* Aim of the exercise *
In the records below, find every line that contains "Deserialize" and list it.

* Data for the task *
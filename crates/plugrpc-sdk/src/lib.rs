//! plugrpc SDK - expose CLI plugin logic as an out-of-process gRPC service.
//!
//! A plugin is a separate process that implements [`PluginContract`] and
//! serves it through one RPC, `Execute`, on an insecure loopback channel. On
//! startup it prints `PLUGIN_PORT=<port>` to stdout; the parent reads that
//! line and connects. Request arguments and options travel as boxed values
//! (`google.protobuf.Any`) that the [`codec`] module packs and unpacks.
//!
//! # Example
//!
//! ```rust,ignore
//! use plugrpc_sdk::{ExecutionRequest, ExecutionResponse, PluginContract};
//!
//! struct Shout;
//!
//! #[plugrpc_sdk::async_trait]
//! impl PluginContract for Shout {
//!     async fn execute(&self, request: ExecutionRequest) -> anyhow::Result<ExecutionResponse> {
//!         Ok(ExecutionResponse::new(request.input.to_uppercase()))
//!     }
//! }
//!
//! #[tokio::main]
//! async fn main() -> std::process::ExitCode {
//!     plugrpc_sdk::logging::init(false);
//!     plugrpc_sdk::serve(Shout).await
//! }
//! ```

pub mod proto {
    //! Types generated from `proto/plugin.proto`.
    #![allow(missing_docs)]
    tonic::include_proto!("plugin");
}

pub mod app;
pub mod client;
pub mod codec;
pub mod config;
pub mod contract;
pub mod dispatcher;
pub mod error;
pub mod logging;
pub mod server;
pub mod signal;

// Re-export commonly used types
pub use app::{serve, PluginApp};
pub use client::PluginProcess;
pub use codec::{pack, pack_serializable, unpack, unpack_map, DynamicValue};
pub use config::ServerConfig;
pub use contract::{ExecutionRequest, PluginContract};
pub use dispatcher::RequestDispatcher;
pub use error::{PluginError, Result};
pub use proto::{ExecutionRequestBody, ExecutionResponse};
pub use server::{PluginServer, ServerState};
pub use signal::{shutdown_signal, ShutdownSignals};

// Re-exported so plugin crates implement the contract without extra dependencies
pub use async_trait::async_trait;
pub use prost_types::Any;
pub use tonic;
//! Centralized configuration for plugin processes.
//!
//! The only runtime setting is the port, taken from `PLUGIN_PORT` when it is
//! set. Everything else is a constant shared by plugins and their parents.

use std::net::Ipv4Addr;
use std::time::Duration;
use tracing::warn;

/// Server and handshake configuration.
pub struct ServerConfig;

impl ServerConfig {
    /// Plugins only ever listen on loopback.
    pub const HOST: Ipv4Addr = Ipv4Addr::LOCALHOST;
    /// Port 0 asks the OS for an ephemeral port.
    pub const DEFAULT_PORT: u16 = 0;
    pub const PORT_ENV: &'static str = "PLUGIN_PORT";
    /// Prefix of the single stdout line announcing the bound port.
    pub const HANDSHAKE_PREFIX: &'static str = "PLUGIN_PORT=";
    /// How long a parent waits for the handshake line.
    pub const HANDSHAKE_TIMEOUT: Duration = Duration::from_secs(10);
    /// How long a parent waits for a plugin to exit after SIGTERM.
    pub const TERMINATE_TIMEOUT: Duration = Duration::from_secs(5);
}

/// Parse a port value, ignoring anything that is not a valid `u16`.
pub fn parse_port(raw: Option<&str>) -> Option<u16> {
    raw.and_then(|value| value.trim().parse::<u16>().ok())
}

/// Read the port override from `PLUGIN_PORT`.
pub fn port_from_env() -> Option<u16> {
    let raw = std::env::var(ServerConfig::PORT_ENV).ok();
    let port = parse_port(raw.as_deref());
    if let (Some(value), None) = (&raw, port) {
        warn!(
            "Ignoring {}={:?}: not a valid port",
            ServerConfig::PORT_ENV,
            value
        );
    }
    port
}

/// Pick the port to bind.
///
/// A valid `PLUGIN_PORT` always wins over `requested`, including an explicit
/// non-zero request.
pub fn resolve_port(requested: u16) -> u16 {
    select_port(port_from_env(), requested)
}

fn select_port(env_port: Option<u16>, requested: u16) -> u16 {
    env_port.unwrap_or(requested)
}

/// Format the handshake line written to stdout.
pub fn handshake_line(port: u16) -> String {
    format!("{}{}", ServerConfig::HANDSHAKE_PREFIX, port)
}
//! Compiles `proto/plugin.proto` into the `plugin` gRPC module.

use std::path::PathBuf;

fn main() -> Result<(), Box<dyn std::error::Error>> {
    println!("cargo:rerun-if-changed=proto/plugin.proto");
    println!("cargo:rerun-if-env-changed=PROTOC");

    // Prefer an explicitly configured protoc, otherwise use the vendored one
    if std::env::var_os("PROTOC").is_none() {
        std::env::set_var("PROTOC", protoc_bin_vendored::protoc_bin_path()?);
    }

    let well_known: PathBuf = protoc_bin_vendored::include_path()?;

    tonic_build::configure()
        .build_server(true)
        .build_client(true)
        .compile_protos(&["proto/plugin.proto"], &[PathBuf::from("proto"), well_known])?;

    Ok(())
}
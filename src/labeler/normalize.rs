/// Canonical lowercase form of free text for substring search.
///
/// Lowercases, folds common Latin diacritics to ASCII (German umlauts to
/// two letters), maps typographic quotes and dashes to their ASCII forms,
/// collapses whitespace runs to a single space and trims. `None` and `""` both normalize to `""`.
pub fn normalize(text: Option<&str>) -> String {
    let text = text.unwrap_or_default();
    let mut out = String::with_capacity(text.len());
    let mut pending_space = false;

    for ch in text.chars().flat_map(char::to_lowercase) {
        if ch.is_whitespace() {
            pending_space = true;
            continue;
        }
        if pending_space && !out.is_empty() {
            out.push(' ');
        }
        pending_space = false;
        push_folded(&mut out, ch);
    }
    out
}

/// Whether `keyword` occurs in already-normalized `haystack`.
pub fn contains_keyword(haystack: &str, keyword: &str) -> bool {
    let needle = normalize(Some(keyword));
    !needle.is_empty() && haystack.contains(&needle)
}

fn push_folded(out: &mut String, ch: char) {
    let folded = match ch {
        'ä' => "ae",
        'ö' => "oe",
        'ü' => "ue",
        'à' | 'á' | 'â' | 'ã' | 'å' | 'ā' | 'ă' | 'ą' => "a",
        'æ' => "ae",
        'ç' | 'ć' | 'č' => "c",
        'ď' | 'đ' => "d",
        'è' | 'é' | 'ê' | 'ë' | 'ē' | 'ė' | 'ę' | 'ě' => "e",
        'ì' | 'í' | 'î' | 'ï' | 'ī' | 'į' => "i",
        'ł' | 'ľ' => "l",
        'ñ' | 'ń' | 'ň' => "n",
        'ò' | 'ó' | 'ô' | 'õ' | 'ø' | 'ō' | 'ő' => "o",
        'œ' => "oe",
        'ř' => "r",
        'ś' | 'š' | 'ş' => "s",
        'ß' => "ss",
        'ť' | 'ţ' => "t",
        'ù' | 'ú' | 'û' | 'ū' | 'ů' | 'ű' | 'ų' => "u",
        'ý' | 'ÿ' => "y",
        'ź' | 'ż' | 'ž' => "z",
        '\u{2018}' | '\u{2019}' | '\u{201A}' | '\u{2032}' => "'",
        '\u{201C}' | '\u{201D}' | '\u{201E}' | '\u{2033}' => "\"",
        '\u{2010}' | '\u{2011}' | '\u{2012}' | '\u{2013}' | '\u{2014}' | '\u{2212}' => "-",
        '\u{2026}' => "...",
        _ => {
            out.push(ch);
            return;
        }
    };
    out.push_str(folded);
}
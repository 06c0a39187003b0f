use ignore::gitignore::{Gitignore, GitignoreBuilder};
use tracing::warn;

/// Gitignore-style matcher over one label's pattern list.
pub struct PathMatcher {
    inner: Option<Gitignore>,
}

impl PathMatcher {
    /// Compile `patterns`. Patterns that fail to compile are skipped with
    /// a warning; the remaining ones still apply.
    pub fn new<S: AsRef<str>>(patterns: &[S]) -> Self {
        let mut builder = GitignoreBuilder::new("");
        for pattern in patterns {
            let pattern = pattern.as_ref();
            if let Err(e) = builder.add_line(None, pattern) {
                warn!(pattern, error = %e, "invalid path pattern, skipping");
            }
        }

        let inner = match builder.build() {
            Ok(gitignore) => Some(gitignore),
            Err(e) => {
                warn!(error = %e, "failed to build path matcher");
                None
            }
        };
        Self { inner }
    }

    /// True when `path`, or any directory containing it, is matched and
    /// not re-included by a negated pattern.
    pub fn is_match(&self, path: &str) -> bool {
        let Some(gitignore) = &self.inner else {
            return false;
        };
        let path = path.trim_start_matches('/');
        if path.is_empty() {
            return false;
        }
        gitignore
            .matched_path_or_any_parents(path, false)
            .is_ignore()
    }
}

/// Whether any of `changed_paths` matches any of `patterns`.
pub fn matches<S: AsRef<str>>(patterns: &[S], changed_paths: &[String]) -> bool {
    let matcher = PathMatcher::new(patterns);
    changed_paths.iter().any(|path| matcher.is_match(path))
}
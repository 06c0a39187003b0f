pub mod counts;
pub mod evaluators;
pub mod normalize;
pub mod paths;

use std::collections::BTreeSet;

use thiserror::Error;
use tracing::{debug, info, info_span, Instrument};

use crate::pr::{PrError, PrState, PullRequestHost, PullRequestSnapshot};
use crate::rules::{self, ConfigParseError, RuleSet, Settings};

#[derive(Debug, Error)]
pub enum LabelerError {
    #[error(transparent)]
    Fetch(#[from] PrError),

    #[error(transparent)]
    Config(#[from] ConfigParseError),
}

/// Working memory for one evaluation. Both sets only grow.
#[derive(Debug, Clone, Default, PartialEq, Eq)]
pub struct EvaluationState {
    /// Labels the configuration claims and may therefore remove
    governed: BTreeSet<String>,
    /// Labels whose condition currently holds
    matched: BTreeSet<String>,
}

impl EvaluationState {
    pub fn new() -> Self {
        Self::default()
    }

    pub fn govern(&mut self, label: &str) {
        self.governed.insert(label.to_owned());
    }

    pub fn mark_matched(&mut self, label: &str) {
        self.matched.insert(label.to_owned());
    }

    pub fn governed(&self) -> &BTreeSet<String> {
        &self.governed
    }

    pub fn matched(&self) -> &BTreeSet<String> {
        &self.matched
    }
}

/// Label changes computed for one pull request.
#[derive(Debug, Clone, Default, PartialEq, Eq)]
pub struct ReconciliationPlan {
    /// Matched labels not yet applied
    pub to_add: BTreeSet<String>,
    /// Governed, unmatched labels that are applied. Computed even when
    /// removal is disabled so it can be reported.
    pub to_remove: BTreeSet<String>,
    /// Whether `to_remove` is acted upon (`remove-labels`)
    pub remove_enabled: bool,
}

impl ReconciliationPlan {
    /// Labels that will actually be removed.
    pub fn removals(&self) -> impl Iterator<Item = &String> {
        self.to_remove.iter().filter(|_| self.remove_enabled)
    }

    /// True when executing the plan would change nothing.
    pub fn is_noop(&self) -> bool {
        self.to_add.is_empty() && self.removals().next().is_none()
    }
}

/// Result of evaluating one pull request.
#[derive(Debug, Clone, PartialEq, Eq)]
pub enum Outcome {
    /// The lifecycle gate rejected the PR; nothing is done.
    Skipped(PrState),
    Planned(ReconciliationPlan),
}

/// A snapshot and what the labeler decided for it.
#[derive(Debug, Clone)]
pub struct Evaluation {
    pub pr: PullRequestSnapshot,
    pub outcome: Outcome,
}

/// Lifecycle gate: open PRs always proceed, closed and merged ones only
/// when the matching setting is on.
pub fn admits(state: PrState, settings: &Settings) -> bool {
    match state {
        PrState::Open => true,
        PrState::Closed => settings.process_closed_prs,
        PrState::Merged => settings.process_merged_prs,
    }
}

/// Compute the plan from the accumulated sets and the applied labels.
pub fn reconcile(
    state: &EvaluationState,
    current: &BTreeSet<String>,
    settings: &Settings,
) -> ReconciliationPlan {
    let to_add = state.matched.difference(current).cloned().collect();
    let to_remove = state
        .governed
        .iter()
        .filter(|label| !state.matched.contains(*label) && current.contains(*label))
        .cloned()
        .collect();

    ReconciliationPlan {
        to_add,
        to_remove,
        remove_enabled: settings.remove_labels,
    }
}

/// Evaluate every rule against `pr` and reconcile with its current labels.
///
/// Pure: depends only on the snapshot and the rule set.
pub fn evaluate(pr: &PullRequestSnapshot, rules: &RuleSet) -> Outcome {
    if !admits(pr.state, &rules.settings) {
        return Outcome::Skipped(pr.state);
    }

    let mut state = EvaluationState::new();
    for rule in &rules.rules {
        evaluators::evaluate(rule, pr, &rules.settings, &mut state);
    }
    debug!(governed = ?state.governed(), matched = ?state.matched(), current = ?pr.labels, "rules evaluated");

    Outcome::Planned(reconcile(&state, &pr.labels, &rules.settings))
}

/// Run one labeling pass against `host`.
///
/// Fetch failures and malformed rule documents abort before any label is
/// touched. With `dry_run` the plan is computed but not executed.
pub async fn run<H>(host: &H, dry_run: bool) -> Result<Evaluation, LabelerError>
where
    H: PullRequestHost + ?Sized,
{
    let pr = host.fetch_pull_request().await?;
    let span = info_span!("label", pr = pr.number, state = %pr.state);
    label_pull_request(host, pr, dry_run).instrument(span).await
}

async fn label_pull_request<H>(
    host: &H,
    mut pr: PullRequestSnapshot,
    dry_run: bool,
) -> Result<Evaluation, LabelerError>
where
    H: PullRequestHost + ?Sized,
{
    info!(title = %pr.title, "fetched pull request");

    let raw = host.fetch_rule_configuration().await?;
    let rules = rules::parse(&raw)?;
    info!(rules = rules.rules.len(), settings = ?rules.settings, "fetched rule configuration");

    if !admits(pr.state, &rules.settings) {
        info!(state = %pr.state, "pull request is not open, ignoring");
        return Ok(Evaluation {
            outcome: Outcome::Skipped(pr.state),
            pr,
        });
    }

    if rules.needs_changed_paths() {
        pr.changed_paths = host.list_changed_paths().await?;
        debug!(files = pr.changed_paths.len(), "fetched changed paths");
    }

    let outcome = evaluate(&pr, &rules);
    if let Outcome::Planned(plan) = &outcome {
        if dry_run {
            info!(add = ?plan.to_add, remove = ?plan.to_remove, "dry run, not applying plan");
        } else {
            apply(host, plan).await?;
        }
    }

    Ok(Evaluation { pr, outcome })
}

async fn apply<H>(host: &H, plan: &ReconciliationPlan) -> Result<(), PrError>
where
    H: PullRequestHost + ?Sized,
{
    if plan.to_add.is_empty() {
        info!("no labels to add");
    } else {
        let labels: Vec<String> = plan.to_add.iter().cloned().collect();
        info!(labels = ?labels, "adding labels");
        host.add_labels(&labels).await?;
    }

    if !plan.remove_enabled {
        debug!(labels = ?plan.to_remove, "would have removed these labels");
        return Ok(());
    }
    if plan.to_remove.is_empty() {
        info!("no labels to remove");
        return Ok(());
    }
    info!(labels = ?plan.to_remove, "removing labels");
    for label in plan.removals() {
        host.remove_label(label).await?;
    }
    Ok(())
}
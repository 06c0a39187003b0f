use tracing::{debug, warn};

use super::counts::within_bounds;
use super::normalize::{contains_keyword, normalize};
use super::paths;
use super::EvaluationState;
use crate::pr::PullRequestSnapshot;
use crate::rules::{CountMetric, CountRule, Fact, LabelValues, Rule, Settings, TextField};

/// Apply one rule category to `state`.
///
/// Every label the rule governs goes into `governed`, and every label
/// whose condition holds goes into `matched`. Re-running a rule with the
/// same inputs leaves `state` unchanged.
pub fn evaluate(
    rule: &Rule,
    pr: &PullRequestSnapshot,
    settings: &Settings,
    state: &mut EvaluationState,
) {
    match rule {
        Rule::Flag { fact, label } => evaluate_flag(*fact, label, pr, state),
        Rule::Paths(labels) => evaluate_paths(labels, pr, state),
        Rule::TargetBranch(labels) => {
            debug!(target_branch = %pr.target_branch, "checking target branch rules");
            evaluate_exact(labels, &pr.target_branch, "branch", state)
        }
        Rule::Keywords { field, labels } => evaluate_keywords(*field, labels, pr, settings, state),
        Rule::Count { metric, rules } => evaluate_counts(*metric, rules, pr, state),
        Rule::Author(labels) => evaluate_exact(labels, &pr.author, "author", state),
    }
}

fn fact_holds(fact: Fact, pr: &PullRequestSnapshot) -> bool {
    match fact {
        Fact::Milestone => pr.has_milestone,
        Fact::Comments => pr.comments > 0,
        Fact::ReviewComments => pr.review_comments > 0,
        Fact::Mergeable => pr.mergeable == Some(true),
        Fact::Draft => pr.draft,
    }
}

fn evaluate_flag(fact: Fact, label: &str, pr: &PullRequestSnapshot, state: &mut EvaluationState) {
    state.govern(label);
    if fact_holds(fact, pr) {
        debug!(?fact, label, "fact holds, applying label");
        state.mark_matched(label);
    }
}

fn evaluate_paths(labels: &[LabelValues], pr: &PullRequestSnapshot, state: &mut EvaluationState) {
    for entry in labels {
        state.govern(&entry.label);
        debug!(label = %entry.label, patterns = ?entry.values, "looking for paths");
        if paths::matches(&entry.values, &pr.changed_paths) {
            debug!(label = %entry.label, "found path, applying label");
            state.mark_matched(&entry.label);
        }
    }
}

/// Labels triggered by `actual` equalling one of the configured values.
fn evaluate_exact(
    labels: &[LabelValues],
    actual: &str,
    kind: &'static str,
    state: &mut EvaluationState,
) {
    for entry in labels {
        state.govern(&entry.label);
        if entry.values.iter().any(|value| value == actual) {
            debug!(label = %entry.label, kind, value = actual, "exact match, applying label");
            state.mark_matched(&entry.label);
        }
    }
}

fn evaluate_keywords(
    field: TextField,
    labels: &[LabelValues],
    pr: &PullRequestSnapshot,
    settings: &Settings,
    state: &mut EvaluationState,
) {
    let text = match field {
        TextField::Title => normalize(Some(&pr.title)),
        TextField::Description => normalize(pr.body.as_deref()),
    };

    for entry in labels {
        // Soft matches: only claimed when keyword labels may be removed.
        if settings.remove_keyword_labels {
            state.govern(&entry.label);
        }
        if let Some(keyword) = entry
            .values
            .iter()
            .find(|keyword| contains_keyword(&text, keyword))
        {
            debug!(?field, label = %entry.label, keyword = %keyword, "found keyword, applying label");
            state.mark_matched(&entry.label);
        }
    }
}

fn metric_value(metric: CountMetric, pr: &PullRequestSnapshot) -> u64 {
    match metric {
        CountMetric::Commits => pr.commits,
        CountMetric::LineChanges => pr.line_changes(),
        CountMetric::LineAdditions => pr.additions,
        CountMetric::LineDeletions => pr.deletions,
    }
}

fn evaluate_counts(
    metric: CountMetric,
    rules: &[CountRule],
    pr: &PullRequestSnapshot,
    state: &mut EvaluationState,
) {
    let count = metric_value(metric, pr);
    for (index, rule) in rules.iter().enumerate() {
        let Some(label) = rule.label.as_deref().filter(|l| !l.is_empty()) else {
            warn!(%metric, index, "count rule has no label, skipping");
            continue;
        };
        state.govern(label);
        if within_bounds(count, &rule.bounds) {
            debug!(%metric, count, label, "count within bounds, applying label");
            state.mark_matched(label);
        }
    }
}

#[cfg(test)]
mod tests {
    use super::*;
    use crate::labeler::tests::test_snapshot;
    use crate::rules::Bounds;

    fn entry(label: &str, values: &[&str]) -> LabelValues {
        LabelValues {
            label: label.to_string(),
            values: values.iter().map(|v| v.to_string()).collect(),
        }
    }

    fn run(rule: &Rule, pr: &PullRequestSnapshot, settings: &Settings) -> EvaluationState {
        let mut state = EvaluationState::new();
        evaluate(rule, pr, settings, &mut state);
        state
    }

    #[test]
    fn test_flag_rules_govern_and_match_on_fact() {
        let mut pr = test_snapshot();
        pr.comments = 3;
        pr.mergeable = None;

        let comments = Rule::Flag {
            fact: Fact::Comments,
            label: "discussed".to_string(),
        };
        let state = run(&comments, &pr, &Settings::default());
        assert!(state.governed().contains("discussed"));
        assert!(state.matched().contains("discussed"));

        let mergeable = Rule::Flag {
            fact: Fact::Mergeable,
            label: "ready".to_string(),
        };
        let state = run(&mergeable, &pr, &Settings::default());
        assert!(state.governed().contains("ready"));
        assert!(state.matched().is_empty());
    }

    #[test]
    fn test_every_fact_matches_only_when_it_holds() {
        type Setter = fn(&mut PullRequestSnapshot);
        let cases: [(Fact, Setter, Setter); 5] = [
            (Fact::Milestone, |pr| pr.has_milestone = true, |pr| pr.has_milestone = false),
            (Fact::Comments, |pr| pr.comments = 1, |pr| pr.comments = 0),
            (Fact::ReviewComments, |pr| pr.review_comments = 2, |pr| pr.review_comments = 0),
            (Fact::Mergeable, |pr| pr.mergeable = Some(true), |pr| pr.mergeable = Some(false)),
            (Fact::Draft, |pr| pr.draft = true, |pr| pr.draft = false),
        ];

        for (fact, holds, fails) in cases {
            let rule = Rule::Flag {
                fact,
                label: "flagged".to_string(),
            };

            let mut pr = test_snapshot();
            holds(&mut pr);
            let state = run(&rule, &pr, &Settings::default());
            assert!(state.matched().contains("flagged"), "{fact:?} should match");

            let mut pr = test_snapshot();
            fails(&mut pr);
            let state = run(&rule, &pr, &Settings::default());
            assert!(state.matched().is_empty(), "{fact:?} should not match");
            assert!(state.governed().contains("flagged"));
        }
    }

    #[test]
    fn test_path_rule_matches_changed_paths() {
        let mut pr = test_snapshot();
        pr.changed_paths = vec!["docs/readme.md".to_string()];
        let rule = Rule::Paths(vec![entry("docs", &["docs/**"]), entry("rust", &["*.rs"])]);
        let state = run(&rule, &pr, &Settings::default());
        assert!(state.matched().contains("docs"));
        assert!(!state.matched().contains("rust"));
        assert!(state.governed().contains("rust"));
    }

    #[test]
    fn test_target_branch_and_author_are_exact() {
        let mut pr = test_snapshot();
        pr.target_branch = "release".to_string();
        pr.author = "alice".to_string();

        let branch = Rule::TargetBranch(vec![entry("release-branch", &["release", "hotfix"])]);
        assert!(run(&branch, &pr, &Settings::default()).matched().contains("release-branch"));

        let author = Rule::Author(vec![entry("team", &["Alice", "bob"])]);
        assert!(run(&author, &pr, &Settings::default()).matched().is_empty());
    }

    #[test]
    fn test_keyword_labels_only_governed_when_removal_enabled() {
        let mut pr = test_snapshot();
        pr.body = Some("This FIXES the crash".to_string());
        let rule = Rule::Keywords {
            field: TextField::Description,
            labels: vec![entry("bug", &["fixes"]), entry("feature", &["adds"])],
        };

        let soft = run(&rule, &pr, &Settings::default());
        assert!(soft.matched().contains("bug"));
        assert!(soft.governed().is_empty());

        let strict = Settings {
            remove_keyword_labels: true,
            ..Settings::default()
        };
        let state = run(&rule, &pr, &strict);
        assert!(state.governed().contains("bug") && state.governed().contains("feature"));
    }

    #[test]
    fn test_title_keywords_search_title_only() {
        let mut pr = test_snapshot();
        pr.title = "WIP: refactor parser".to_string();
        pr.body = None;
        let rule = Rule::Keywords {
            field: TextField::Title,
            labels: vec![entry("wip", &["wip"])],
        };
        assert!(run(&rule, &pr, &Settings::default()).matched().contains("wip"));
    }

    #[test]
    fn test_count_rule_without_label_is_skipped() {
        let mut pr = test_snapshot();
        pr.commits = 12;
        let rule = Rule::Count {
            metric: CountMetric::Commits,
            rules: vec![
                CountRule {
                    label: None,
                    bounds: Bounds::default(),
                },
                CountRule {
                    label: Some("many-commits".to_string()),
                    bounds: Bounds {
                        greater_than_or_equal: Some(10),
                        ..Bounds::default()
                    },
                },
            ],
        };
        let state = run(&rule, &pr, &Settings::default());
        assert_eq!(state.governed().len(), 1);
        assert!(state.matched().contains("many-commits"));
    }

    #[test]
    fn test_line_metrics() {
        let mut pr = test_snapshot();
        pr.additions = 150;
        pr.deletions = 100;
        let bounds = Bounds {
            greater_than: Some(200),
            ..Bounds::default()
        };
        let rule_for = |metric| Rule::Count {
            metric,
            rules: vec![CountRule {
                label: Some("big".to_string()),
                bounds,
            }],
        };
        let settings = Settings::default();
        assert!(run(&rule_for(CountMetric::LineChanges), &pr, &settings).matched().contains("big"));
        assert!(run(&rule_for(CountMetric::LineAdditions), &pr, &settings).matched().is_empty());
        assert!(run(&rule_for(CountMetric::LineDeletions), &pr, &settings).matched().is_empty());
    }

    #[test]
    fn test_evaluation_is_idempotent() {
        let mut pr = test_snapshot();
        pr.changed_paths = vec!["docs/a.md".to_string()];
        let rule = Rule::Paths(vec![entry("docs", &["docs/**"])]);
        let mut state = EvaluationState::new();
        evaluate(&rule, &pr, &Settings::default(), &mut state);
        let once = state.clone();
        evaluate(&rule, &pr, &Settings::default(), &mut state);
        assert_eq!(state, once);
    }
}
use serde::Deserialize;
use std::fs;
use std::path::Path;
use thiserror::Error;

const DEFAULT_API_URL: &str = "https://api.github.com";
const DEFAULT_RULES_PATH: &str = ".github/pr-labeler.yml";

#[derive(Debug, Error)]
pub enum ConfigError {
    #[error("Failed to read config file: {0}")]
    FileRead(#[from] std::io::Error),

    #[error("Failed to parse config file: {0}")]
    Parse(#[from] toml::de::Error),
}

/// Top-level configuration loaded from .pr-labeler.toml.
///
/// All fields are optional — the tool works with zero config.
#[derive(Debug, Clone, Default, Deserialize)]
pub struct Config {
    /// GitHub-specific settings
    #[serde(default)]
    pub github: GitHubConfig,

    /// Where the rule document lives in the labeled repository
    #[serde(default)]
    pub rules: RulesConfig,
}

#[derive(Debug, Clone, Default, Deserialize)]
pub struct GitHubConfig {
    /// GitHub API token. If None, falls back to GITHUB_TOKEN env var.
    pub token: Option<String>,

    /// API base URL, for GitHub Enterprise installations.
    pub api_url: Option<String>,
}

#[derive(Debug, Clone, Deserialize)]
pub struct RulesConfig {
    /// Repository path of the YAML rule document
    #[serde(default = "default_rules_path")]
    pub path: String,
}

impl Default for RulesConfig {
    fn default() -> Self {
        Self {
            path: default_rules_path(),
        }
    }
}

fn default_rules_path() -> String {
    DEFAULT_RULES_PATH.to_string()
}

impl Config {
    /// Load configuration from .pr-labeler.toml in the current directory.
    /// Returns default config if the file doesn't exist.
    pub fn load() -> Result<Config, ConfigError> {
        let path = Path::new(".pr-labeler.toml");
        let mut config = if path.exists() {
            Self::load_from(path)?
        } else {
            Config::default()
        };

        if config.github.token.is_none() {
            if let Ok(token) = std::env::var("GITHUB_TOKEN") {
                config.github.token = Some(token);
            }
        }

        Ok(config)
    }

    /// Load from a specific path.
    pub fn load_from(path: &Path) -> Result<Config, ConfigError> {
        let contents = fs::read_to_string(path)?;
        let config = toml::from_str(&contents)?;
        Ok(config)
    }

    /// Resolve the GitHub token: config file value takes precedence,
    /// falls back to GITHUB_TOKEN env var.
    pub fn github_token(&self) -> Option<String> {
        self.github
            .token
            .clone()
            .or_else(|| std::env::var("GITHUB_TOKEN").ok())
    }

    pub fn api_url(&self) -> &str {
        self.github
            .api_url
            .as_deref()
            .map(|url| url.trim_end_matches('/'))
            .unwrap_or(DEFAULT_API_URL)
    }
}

* Result for this exercise *
use serde::Deserialize;
#[derive(Debug, Clone, Default, Deserialize)]
#[derive(Debug, Clone, Default, Deserialize)]
#[derive(Debug, Clone, Deserialize)]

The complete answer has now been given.